Hot Tea in an Old City: Sarah O'Leary
We stepped off the plane in Cusco, Peru with more than a tinge of trepidation. Seasoned travelers had warned us of the headaches, dizziness and nausea we could expect from the abrupt change in altitude when we arrived in this ancient city perched at well above 10,000 feet. As we wended our way through the airport, we were serenaded by panpipes played by Indians clad in the colorful traditional attire of the Incas -white shirts, black brimmed hats, multi-colored serapes and skirts. I thought to myself, this isn’t so bad, I feel fine. But by the time we disengaged ourselves from the tiny taxi we’d all crammed into and staggered into the hotel courtyard, my head was spinning. As we sat in the low-ceilinged dining room, sipping hot coca leaf tea provided by our host, my husband gave me a wobbly smile remarking, “I feel like I’m in a fun house.” Indeed at that moment his face seemed all stretched out like in one of those funny warped mirrors. I took another sip of the mildly bitter brew and wondered how I was going to make it up the narrow rickety steps that led to our room.

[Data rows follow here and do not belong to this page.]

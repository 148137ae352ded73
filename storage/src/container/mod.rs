//! Persistent container primitives for contract state.
//!
//! Each container instance lives inside a contract's key-value sub-space under
//! a prefix of `kind tag ‖ separator ‖ name`, so two container declarations of
//! different kinds never collide even when given the same name. Instances are
//! created fresh per invocation and hold no state beyond their namespace view;
//! all durable state lives in the key-value store.

mod array;
mod error;
mod linked_list;
mod map;
mod value;
mod var;

pub use array::{ArrayContainer, ArrayIter};
pub use error::Error;
pub use linked_list::{LinkedListContainer, LinkedListIter};
pub use map::MapContainer;
pub use value::{int_from_bytes, int_to_bytes, ContainerKey, ContainerValue};
pub use var::VarSlot;

use crate::global_state::{KeyValueStore, NamespaceDb};

/// Container kind discriminators.
const ARRAY_TAG: u8 = 0x00;
const MAP_TAG: u8 = 0x01;
const VAR_TAG: u8 = 0x02;
const LINKED_LIST_TAG: u8 = 0x03;

fn container_db<S: KeyValueStore>(db: &NamespaceDb<S>, tag: u8, name: &str) -> NamespaceDb<S> {
    db.sub_db(&[tag]).sub_db(name.as_bytes())
}
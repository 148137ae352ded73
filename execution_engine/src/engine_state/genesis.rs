//! One-time seeding of system contracts' deploy records.
//!
//! Builtins are trusted by construction: they are recorded as active with
//! sentinel transaction hashes and their install hooks run without the audit
//! gate.

use std::collections::BTreeMap;

use once_cell::sync::Lazy;
use tracing::{error, info};

use keystone_storage::KeyValueStore;
use keystone_types::{
    deploy::{DeployRecord, DeployState},
    Address, TransactionHash, ADDRESS_BODY_LENGTH,
};

use crate::runtime::{self, HookParams};

use super::{DeployEngine, Error};

/// The governance system contract's address.
pub static GOVERNANCE_ADDRESS: Lazy<Address> = Lazy::new(|| {
    let mut body = [0u8; ADDRESS_BODY_LENGTH];
    body[ADDRESS_BODY_LENGTH - 1] = 1;
    Address::contract(body)
});

/// Recognized system contracts, by name.
pub static BUILTIN_SCORES: Lazy<BTreeMap<&'static str, Address>> =
    Lazy::new(|| BTreeMap::from([("governance", *GOVERNANCE_ADDRESS)]));

/// Returns `true` if `address` is a recognized system contract.
pub fn is_builtin_score(address: Address) -> bool {
    BUILTIN_SCORES.values().any(|builtin| *builtin == address)
}

/// Source lookup for packaged system contracts.
pub trait BuiltinSources {
    /// Returns the packaged source of the named system contract.
    fn source(&self, name: &str) -> Result<Vec<u8>, runtime::Error>;
}

/// Deploys every recognized system contract which has never been deployed.
pub struct BuiltinLoader<'a, S> {
    engine: &'a DeployEngine<S>,
    sources: &'a dyn BuiltinSources,
}

impl<'a, S: KeyValueStore> BuiltinLoader<'a, S> {
    /// Creates a loader seeding builtins through `engine`.
    pub fn new(engine: &'a DeployEngine<S>, sources: &'a dyn BuiltinSources) -> BuiltinLoader<'a, S> {
        BuiltinLoader { engine, sources }
    }

    /// Seeds every recognized system contract not already active, owned by
    /// `owner`.
    pub fn load_builtin_scores(&self, owner: Address) -> Result<(), Error> {
        for (name, address) in BUILTIN_SCORES.iter() {
            if !self.engine.storage().is_active(*address)? {
                self.load_builtin_score(name, *address, owner)?;
            }
        }
        Ok(())
    }

    fn load_builtin_score(
        &self,
        name: &str,
        address: Address,
        owner: Address,
    ) -> Result<(), Error> {
        let record = DeployRecord::new(address, DeployState::Active, owner, None, None);
        let tx_hash = TransactionHash::zero();

        let content = self.sources.source(name)?;
        self.engine.code_store.materialize(address, tx_hash, &content)?;

        let mut contract = self.engine.contract_runtime.instantiate(address, tx_hash)?;
        contract.on_install(&HookParams::new()).map_err(|err| {
            error!(%address, %err, "failed to deploy builtin score");
            Error::from(err)
        })?;

        // The record is persisted only once the install hook has succeeded.
        self.engine.storage().put_record(&record)?;
        info!(name, %address, "deployed builtin score");
        Ok(())
    }
}
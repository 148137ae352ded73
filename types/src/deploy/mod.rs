//! Deploy metadata records and their fixed binary formats.
//!
//! A [`DeployRecord`] describes one contract's current and pending code
//! versions; a [`DeployTxParams`] captures one deployment transaction's
//! payload. Both encodings are consensus-normative.

mod record;
mod tx_params;

pub use record::{DeployRecord, DeployState, DEPLOY_RECORD_SERIALIZED_LENGTH};
pub use tx_params::{DeployData, DeployTxParams, DeployType, DEPLOY_TX_PARAMS_PREFIX_LENGTH};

My family and I were on the second leg of our vacation in Peru. My husband, Tim, our 13-year-old daughter, Rosie, and I had all flown into Lima and met up with daughter Ciel, 20, who had been living in South America for the last year. She’d spent several months in Cusco, so she was our leader that day when we first arrived in the city. After a short nap, heads still reeling, we ventured out into the cold drizzle, following Ciel’s purposeful figure up the narrow streets, through long rock walled passageways towards the center of town. My eyes were fixed on my daughter way up ahead when I suddenly I slammed into something soft yet solid. Oof! I raised my eyes to see that I’d bumped into an Indian woman carrying a large bundle on her back wrapped up in a multi-colored blanket. Oh my god, I thought to myself, did I just bump into her baby? “Oh, Pardon!” I exclaimed as I met her eyes, dark and burning into mine with a ferocious contempt. She stood tall with a regal bearing, black hair piled on her head, clad in traditional Indian garb. With a surge of relief I realized the bundle was definitely not a baby. I smiled and shrugged in my friendly American way. She continued to stare at me, unsmiling. “Pardon,” I mumbled again, feeling about an inch tall, as I hurried up the alley to catch up with my family.

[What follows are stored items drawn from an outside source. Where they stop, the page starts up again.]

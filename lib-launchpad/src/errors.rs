//! Launchpad Errors

use crate::types::{Address, Amount, Wei};
use thiserror::Error;

/// Error aborting a launchpad transaction
///
/// Every variant is a synchronous, non-retryable failure. The transaction that
/// produced it is rolled back in full before the error reaches the caller.
#[derive(Error, Debug, Clone, PartialEq, Eq)]
pub enum LaunchpadError {
    #[error("Wrong creation fee: expected {expected}, sent {sent}")]
    WrongCreationFee { expected: Wei, sent: Wei },

    #[error("Unknown token: {0}")]
    UnknownToken(Address),

    #[error("Invalid amount: must be greater than zero")]
    InvalidAmount,

    #[error("Insufficient supply: requested {requested}, available {available}")]
    InsufficientSupply { requested: u64, available: u64 },

    #[error("Insufficient payment: required {required}, sent {sent}")]
    InsufficientPayment { required: Wei, sent: Wei },

    #[error("Insufficient escrow: required {required}, available {available}")]
    InsufficientEscrow { required: Wei, available: Wei },

    #[error("Allowance exceeded: allowed {allowed}, requested {requested}")]
    AllowanceExceeded { allowed: Amount, requested: Amount },

    #[error("Liquidity not seeded")]
    LpNotSeeded,

    #[error("Caller is not the owner")]
    NotOwner,

    #[error("Bonding curve retired after liquidity seeding")]
    CurveRetired,

    #[error("Operation does not accept native value")]
    NonPayable,

    #[error("Zero address not allowed")]
    ZeroAddress,

    #[error("Arithmetic overflow")]
    ArithmeticOverflow,

    #[error("Invalid parameters: {0}")]
    InvalidParameters(String),

    #[error("Native transfer failed: {0}")]
    Transfer(#[from] TransferError),

    #[error("Token collaborator failed: {0}")]
    Token(TokenError),

    #[error("Liquidity venue failed: {0}")]
    Venue(#[from] VenueError),

    #[error("Storage error: {0}")]
    Storage(String),
}

impl From<TokenError> for LaunchpadError {
    fn from(err: TokenError) -> Self {
        match err {
            TokenError::AllowanceExceeded { allowed, requested } => {
                LaunchpadError::AllowanceExceeded { allowed, requested }
            }
            other => LaunchpadError::Token(other),
        }
    }
}

impl From<StorageError> for LaunchpadError {
    fn from(err: StorageError) -> Self {
        LaunchpadError::Storage(err.to_string())
    }
}

/// Result type for launchpad operations
pub type LaunchpadResult<T> = Result<T, LaunchpadError>;

/// Native currency transfer failure
#[derive(Error, Debug, Clone, PartialEq, Eq)]
pub enum TransferError {
    #[error("Insufficient funds in {account}: have {have}, need {need}")]
    InsufficientFunds { account: Address, have: Wei, need: Wei },

    #[error("Receiver {0} rejected the transfer")]
    Rejected(Address),

    #[error("Balance overflow")]
    Overflow,
}

/// Token collaborator failure
#[derive(Error, Debug, Clone, PartialEq, Eq)]
pub enum TokenError {
    #[error("Token not found: {0}")]
    TokenNotFound(Address),

    #[error("Insufficient balance: have {have}, need {need}")]
    InsufficientBalance { have: Amount, need: Amount },

    #[error("Allowance exceeded: allowed {allowed}, requested {requested}")]
    AllowanceExceeded { allowed: Amount, requested: Amount },

    #[error("Unauthorized: {0}")]
    Unauthorized(String),

    #[error("Invalid metadata: {0}")]
    InvalidMetadata(String),

    #[error("Arithmetic overflow")]
    Overflow,
}

/// Liquidity venue failure
#[derive(Error, Debug, Clone, PartialEq, Eq)]
pub enum VenueError {
    #[error("Pool already exists")]
    PoolExists,

    #[error("Pool not found")]
    PoolNotFound,

    #[error("Pool already initialized")]
    AlreadyInitialized,

    #[error("Pool not initialized")]
    NotInitialized,

    #[error("Invalid pool pair: {0}")]
    InvalidPair(String),

    #[error("Invalid liquidity amounts")]
    InvalidAmounts,

    #[error("Provider funding failed: {0}")]
    Funding(String),
}

/// Configuration loading or validation failure
#[derive(Error, Debug)]
pub enum ConfigError {
    #[error("Failed to read config file: {0}")]
    Io(#[from] std::io::Error),

    #[error("Failed to parse config: {0}")]
    Parse(#[from] toml::de::Error),

    #[error("Invalid config: {0}")]
    Invalid(String),
}

/// Persistent store failure
#[derive(Error, Debug)]
pub enum StorageError {
    #[error("Database error: {0}")]
    Database(#[from] sled::Error),

    #[error("Serialization error: {0}")]
    Serialization(#[from] bincode::Error),

    #[error("Corrupted entry: {0}")]
    Corrupted(String),
}

/// Result type for persistence operations
pub type StorageResult<T> = Result<T, StorageError>;

#[cfg(test)]
mod tests {
    use super::*;

    #[test]
    fn test_allowance_error_surfaces_top_level() {
        let err: LaunchpadError = TokenError::AllowanceExceeded {
            allowed: 0,
            requested: 10,
        }
        .into();
        assert_eq!(
            err,
            LaunchpadError::AllowanceExceeded {
                allowed: 0,
                requested: 10
            }
        );
    }

    #[test]
    fn test_other_token_errors_wrapped() {
        let err: LaunchpadError = TokenError::Overflow.into();
        assert!(matches!(err, LaunchpadError::Token(TokenError::Overflow)));
    }

    #[test]
    fn test_error_display() {
        let err = LaunchpadError::WrongCreationFee {
            expected: 10,
            sent: 11,
        };
        assert_eq!(err.to_string(), "Wrong creation fee: expected 10, sent 11");
    }
}
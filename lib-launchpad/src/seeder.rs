//! Liquidity Seeder
//!
//! One-shot migration of a token's curve funds into a permanent AMM
//! position, plus the owner-only withdrawal of residual escrow it unlocks.
//!
//! ```text
//!   ┌────────────┐  buy ends with supply >= LP cap   ┌────────────┐
//!   │ NotSeeded  │ ────────────────────────────────▶ │   Seeded   │
//!   └────────────┘                                   └────────────┘
//!        │                                                 │
//!   buy / sell / top-up                           top-up / withdraw residual
//! ```
//!
//! Seeding runs inside the buy that crossed the cap. Any failure here aborts
//! and rolls back that buy.

use tracing::info;

use crate::context::CallContext;
use crate::errors::{LaunchpadError, LaunchpadResult};
use crate::events::LaunchpadEvent;
use crate::host::{Host, PositionAmounts, StartingPrice};
use crate::launchpad::Launchpad;
use crate::pricing::seeding_token_amount;
use crate::types::{Address, Wei};

impl<H: Host> Launchpad<H> {
    /// Convert `token`'s funds into an AMM position owned by the LP collector
    ///
    /// The pool is initialized at the curve's marginal price for the current
    /// supply, and the token side is minted at that same price so the
    /// position opens balanced.
    pub(crate) fn seed_liquidity(&mut self, ctx: &CallContext, token: &Address) -> LaunchpadResult<()> {
        let record = self.ledger.record(token)?;
        let price = self
            .pricing
            .current_price(&record.curve(), record.total_supply)?;
        let supply = record.total_supply;

        let native_amount = self.ledger.begin_seeding(token)?;
        let token_amount = seeding_token_amount(native_amount, price)?;
        let lp_collector = self.ledger.global().lp_collector;
        let launchpad = self.address;

        let wrapped_native = self.host.wrapped_native();
        let pool = self
            .host
            .create_pool(token, &wrapped_native, self.pool_fee_tier)?;
        self.host.initialize_pool(
            &pool,
            StartingPrice {
                wei_per_token: price,
            },
        )?;
        self.host.mint(token, &launchpad, &launchpad, token_amount)?;
        let receipt = self.host.mint_position(
            &pool,
            &launchpad,
            PositionAmounts {
                token_amount,
                native_amount,
            },
            &lp_collector,
        )?;

        self.ledger.complete_seeding(token, pool)?;

        self.emit(
            ctx,
            LaunchpadEvent::LiquiditySeeded {
                token: *token,
                pool,
                native_amount,
                token_amount,
                position_id: receipt.position_id,
            },
        );
        info!(
            "Liquidity seeded for {} at supply {}: pool {}, {} native + {} tokens, position {} → {}",
            token, supply, pool, native_amount, token_amount, receipt.position_id, lp_collector
        );
        Ok(())
    }

    /// Send a seeded token's entire remaining escrow to `to` (owner only)
    pub fn withdraw_residual_after_bonding(
        &mut self,
        ctx: &CallContext,
        token: &Address,
        to: &Address,
    ) -> LaunchpadResult<Wei> {
        self.transact(ctx, "withdraw_residual_after_bonding", |lp| {
            ctx.require_non_payable()?;
            lp.require_owner(ctx)?;
            if to.is_zero() {
                return Err(LaunchpadError::ZeroAddress);
            }
            lp.ledger.record(token)?.require_seeded()?;

            let amount = lp.ledger.drain_escrow(token)?;
            let launchpad = lp.address;
            lp.host.transfer_native(&launchpad, to, amount)?;

            lp.emit(
                ctx,
                LaunchpadEvent::EscrowWithdrawn {
                    token: *token,
                    to: *to,
                    amount,
                },
            );
            info!("Residual escrow {} of {} withdrawn to {}", amount, token, to);
            Ok(amount)
        })
    }
}
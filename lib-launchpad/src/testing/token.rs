//! In-memory ERC20-style token
//!
//! Balances, allowances, minter-gated minting and allowance-checked burns.
//! Supply conservation: `total_supply == Σ balances` after every operation.

use serde::{Deserialize, Serialize};
use std::collections::HashMap;

use crate::errors::TokenError;
use crate::pricing::TOKEN_DECIMALS;
use crate::types::{Address, Amount};

/// Deployed token instance
#[derive(Debug, Clone, PartialEq, Eq, Serialize, Deserialize)]
pub struct MemoryToken {
    pub name: String,
    pub symbol: String,
    pub decimals: u8,
    /// Only account allowed to mint
    minter: Address,
    total_supply: Amount,
    balances: HashMap<Address, Amount>,
    /// (owner, spender) → remaining allowance
    allowances: HashMap<(Address, Address), Amount>,
}

impl MemoryToken {
    pub fn new(name: &str, symbol: &str, minter: Address) -> Result<Self, TokenError> {
        if name.is_empty() || symbol.is_empty() {
            return Err(TokenError::InvalidMetadata(
                "name and symbol are required".to_string(),
            ));
        }
        Ok(Self {
            name: name.to_string(),
            symbol: symbol.to_string(),
            decimals: TOKEN_DECIMALS,
            minter,
            total_supply: 0,
            balances: HashMap::new(),
            allowances: HashMap::new(),
        })
    }

    pub fn minter(&self) -> &Address {
        &self.minter
    }

    pub fn total_supply(&self) -> Amount {
        self.total_supply
    }

    pub fn balance_of(&self, holder: &Address) -> Amount {
        self.balances.get(holder).copied().unwrap_or(0)
    }

    pub fn allowance(&self, owner: &Address, spender: &Address) -> Amount {
        self.allowances.get(&(*owner, *spender)).copied().unwrap_or(0)
    }

    /// Set `spender`'s allowance over `owner`'s balance
    pub fn approve(&mut self, owner: &Address, spender: &Address, amount: Amount) {
        self.allowances.insert((*owner, *spender), amount);
    }

    pub fn mint(&mut self, caller: &Address, to: &Address, amount: Amount) -> Result<(), TokenError> {
        if caller != &self.minter {
            return Err(TokenError::Unauthorized(format!(
                "{} is not the minter",
                caller
            )));
        }

        let total_supply = self
            .total_supply
            .checked_add(amount)
            .ok_or(TokenError::Overflow)?;
        let balance = self
            .balance_of(to)
            .checked_add(amount)
            .ok_or(TokenError::Overflow)?;

        self.total_supply = total_supply;
        self.balances.insert(*to, balance);
        Ok(())
    }

    pub fn transfer(&mut self, from: &Address, to: &Address, amount: Amount) -> Result<(), TokenError> {
        let have = self.balance_of(from);
        let from_balance = have
            .checked_sub(amount)
            .ok_or(TokenError::InsufficientBalance { have, need: amount })?;

        if from == to {
            return Ok(());
        }

        let to_balance = self
            .balance_of(to)
            .checked_add(amount)
            .ok_or(TokenError::Overflow)?;

        self.balances.insert(*from, from_balance);
        self.balances.insert(*to, to_balance);
        Ok(())
    }

    /// Burn `amount` from `holder`, spending `spender`'s allowance
    pub fn burn_from(&mut self, spender: &Address, holder: &Address, amount: Amount) -> Result<(), TokenError> {
        let allowed = self.allowance(holder, spender);
        if allowed < amount {
            return Err(TokenError::AllowanceExceeded {
                allowed,
                requested: amount,
            });
        }

        let have = self.balance_of(holder);
        let balance = have
            .checked_sub(amount)
            .ok_or(TokenError::InsufficientBalance { have, need: amount })?;

        self.allowances.insert((*holder, *spender), allowed - amount);
        self.balances.insert(*holder, balance);
        self.total_supply -= amount;
        Ok(())
    }
}

#[cfg(test)]
mod tests {
    use super::*;

    fn addr(id: u8) -> Address {
        Address::new([id; 32])
    }

    #[test]
    fn test_mint_requires_minter() {
        let mut token = MemoryToken::new("Moon", "MOON", addr(1)).unwrap();
        assert!(matches!(
            token.mint(&addr(2), &addr(2), 10),
            Err(TokenError::Unauthorized(_))
        ));

        token.mint(&addr(1), &addr(2), 10).unwrap();
        assert_eq!(token.balance_of(&addr(2)), 10);
        assert_eq!(token.total_supply(), 10);
        assert_eq!(token.decimals, 18);
    }

    #[test]
    fn test_burn_from_spends_allowance() {
        let mut token = MemoryToken::new("Moon", "MOON", addr(1)).unwrap();
        token.mint(&addr(1), &addr(2), 100).unwrap();

        assert_eq!(
            token.burn_from(&addr(1), &addr(2), 10),
            Err(TokenError::AllowanceExceeded {
                allowed: 0,
                requested: 10
            })
        );

        token.approve(&addr(2), &addr(1), 30);
        token.burn_from(&addr(1), &addr(2), 25).unwrap();
        assert_eq!(token.balance_of(&addr(2)), 75);
        assert_eq!(token.allowance(&addr(2), &addr(1)), 5);
        assert_eq!(token.total_supply(), 75);
    }

    #[test]
    fn test_transfer_insufficient_balance() {
        let mut token = MemoryToken::new("Moon", "MOON", addr(1)).unwrap();
        token.mint(&addr(1), &addr(2), 5).unwrap();

        assert_eq!(
            token.transfer(&addr(2), &addr(3), 6),
            Err(TokenError::InsufficientBalance { have: 5, need: 6 })
        );
        token.transfer(&addr(2), &addr(3), 5).unwrap();
        assert_eq!(token.balance_of(&addr(3)), 5);
    }
}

One reason we had made our way high into the Peruvian Andes was to see the famous Lost City of the Incas, Machu Picchu, known for it’s mystical energy and breathtaking views. I had hoped get there by hiking the famous Inca Trail for three days, just as Ciel had done the year before. But to my disappointment I realized that traveling with a thirteen-year-old, and the relative shortness of our vacation, turned that aspiration into a pipe dream. I resigned myself to the train ride to the famous ruins. The day after our arrival in Cusco, we found ourselves sleepily threading our way through the crowds at the train station at 6:30 in the morning. Even before our taxi pulled up to the building we could see the ubiquitous vendors and hear their calls. Old women held up cheap plastic rain ponchos and young boys waved packages of Kodak film. Others held out boxes of candy bars – Hershey’s, Nestle’s, Mars - mixed in with foreign chocolates with Spanish names. Women and girls prowled the crowd with baskets of sandwiches. The cacophony filled our ears as we stood with the other tourists, Japanese, Swedish, American, all of us in a long line that snaked up the concrete steps, towards the entrance of the building. I thought to myself, these entrepreneurs must make their entire daily income before the 7 a.m. Gringo Train takes off for Machu Picchu each morning.
As the train wound its way up the mountains, we passed farm animals grazing on the emerald hillsides and we could see people emerging from their thatched huts into the early morning air. As we approached they paused to watch the daily spectacle of the big blue train full of tourists chugging by. Small dark skinned children broke into smiles as they saw us, and waved furiously. A young raven haired woman stepped into the sunlight carrying a baby, waving too. We continued to climb as the farms and people faded behind us, then turning a corner, the train began the sharp descent into the valley. All the while the magnificent Andes, green and craggy, towered into the clouds.